Prerequisites: SOC 101 with a minimum grade of "C" and Reading Proficiency

SOC 203. Introduction to Criminology. 3 Credit Hours.

Introduction to Criminology is a survey of classical and contemporary theories of crime, sources of crime, societal responses to crime, crime typology, and crime statistics. The relationship between crime and aspects of social structure and social institutions is examined.
Prerequisites: Reading Proficiency

SOC 204. Introduction to Family Studies. 3 Credit Hours.

Introduction to Family Studies is a survey of historic and contemporary dynamics of the family as a social institution. The course examines the social, interpersonal, structural, institutional, and cultural aspects of families over time and cross-culturally.
Prerequisites: Reading Proficiency

SOC 211. Substance Use, Abuse, and Dependence. 3 Credit Hours.

Substance Use, Abuse, and Dependence explores historical and sociological perspectives on the use, abuse, and dependence of psychoactive drugs. It presents an overview of the physiological processes and impacts on the person including risk factors related to addiction. The course is designed to understand the interdisciplinary approach to treatment and prevention, using tools which are sensitive to age, culture, and gender. Identifying the impact of substance abuse in current life situations and the effects of continued use and abuse is also explored.
Prerequisites: Reading Proficiency

SOC 212. Race and Ethnicity (MOTR SOCI 202). 3 Credit Hours.

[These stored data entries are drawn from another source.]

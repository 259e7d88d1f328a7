//! Response generation
//!
//! The assistant loop only sees [`Responder`]; which model answers and how it
//! uses tools is the adapter's business.

mod ollama;

use async_trait::async_trait;

use crate::Result;

pub use ollama::{ChatMessage, DEFAULT_OLLAMA_URL, OllamaAgent, clean_reply};

/// Default persona instruction for the agent
pub const DEFAULT_SYSTEM_PROMPT: &str = "You are Jarvis, an intelligent, conversational AI assistant. \
Your goal is to be helpful, friendly, and informative. You can respond in natural, human-like \
language and use tools when needed to answer questions more accurately. Always explain your \
reasoning simply when appropriate, and keep your responses conversational and concise.";

/// Produces a reply to a spoken command
#[async_trait]
pub trait Responder: Send + Sync {
    /// Answer `command`
    ///
    /// # Errors
    ///
    /// Returns `Error::Agent` if no reply could be produced
    async fn respond(&self, command: &str) -> Result<String>;
}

Race and Ethnicity explores the social and historical processes that shape each concept, focusing on the consequences for students' everyday lives. Students investigate how each are embedded in societal systems of privilege and oppression. The course ultimately challenges common definitions of race and offers students the opportunity to understand their lives within the context of racial injustice, ethnic diversity, and socially created difference.
Prerequisites: SOC 101 with a minimum grade of "C" and Reading Proficiency

SOC 216. Introduction to Gender Studies (MOTR SOCI 203). 3 Credit Hours.

Introduction to Gender Studies is a survey of the interdisciplinary scientific study of gender in the United States and globally. The personal, social, structural, political, economic, cultural, and historical processes that shape and are shaped by gender and sex are explored. Contemporary social issues related to sex and gender including inequities, marginalization, and intersections with race, class, age, and sexuality will be evaluated. (Credit is only allowed for either SOC 216 or WMS 100.)